Take the lines below beginning at the line that has "Self::default()" and stopping after the line that has "records, newest first.", and print them exactly as they are, with no other lines.

Records for processing ▸
↓↓↓

// File: src/core/log.rs
use crate::core::types::LanguagePair;
use chrono::{DateTime, Utc};
use serde::{Deserialize, Serialize};

/// What happened, with the fields specific to each kind of action.
#[derive(Debug, Clone, PartialEq, Serialize, Deserialize)]
#[serde(rename_all = "lowercase")]
pub enum Action {
    Insert {
        translation: String,
        score: f64,
    },
    Lookup {
        translation: String,
        average_score: f64,
    },
    Evaluate {
        score: f64,
        previous_average: f64,
        new_average: f64,
    },
}

impl Action {
    pub fn name(&self) -> &'static str {
        match self {
            Action::Insert { .. } => "insert",
            Action::Lookup { .. } => "lookup",
            Action::Evaluate { .. } => "evaluate",
        }
    }
}

#[derive(Debug, Clone, PartialEq, Serialize, Deserialize)]
pub struct LogRecord {
    pub timestamp: DateTime<Utc>,
    pub pair: LanguagePair,
    /// The phrase as the caller typed it, not the normalized key.
    pub source_phrase: String,
    pub action: Action,
}

impl LogRecord {
    pub fn now(pair: LanguagePair, source_phrase: impl Into<String>, action: Action) -> Self {
        Self {
            timestamp: Utc::now(),
            pair,
            source_phrase: source_phrase.into(),
            action,
        }
    }
}

/// Append-only audit trail, kept in timestamp order.
#[derive(Debug, Clone, Default, PartialEq, Serialize, Deserialize)]
#[serde(transparent)]
pub struct ActionLog {
    records: Vec<LogRecord>,
}

impl ActionLog {
    pub fn new() -> Self {
        Self::default()
    }

    pub fn from_records(records: Vec<LogRecord>) -> Self {
        Self { records }
    }

    pub fn append(&mut self, record: LogRecord) {
        self.records.push(record);
    }

    /// Concatenates `foreign` after the local records and re-sorts by
    /// timestamp. The sort is stable: equal timestamps keep local-then-foreign
    /// order, and each side keeps its own order.
    pub fn absorb(&mut self, foreign: ActionLog) {
        self.records.extend(foreign.records);
        self.records.sort_by_key(|record| record.timestamp);
    }

    pub fn records(&self) -> &[LogRecord] {
        &self.records
    }

    /// The last `limit` records, newest first.
    pub fn recent(&self, limit: usize) -> impl Iterator<Item = &LogRecord> {
        self.records.iter().rev().take(limit)
    }

    pub fn len(&self) -> usize {
        self.records.len()
    }

    pub fn is_empty(&self) -> bool {
        self.records.is_empty()
    }

    pub fn clear(&mut self) {
        self.records.clear();
    }
}

#[cfg(test)]
mod tests {
    use super::*;
    use crate::core::types::Language;
    use chrono::TimeZone;

    fn record(secs: i64, phrase: &str) -> LogRecord {
        LogRecord {
            timestamp: Utc.timestamp_opt(secs, 0).unwrap(),
            pair: LanguagePair::new(Language::English, Language::French),
            source_phrase: phrase.to_string(),
            action: Action::Insert {
                translation: "x".to_string(),
                score: 5.0,
            },
        }
    }

    #[test]
    fn absorb_interleaves_by_time_with_stable_ties() {
        let mut local = ActionLog::from_records(vec![record(10, "l1"), record(30, "l2")]);
        let foreign = ActionLog::from_records(vec![record(10, "f1"), record(20, "f2")]);
        local.absorb(foreign);
        let order: Vec<_> = local.records().iter().map(|r| r.source_phrase.as_str()).collect();
        assert_eq!(order, vec!["l1", "f1", "f2", "l2"]);
    }

    #[test]
    fn recent_is_newest_first() {
        let log = ActionLog::from_records(vec![record(1, "a"), record(2, "b"), record(3, "c")]);
        let recent: Vec<_> = log.recent(2).map(|r| r.source_phrase.as_str()).collect();
        assert_eq!(recent, vec!["c", "b"]);
    }
}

↑↑↑

Written solution ▸
        Self::default()
    }

    pub fn from_records(records: Vec<LogRecord>) -> Self {
        Self { records }
    }

    pub fn append(&mut self, record: LogRecord) {
        self.records.push(record);
    }

    /// Concatenates `foreign` after the local records and re-sorts by
    /// timestamp. The sort is stable: equal timestamps keep local-then-foreign
    /// order, and each side keeps its own order.
    pub fn absorb(&mut self, foreign: ActionLog) {
        self.records.extend(foreign.records);
        self.records.sort_by_key(|record| record.timestamp);
    }

    pub fn records(&self) -> &[LogRecord] {
        &self.records
    }

    /// The last `limit` records, newest first.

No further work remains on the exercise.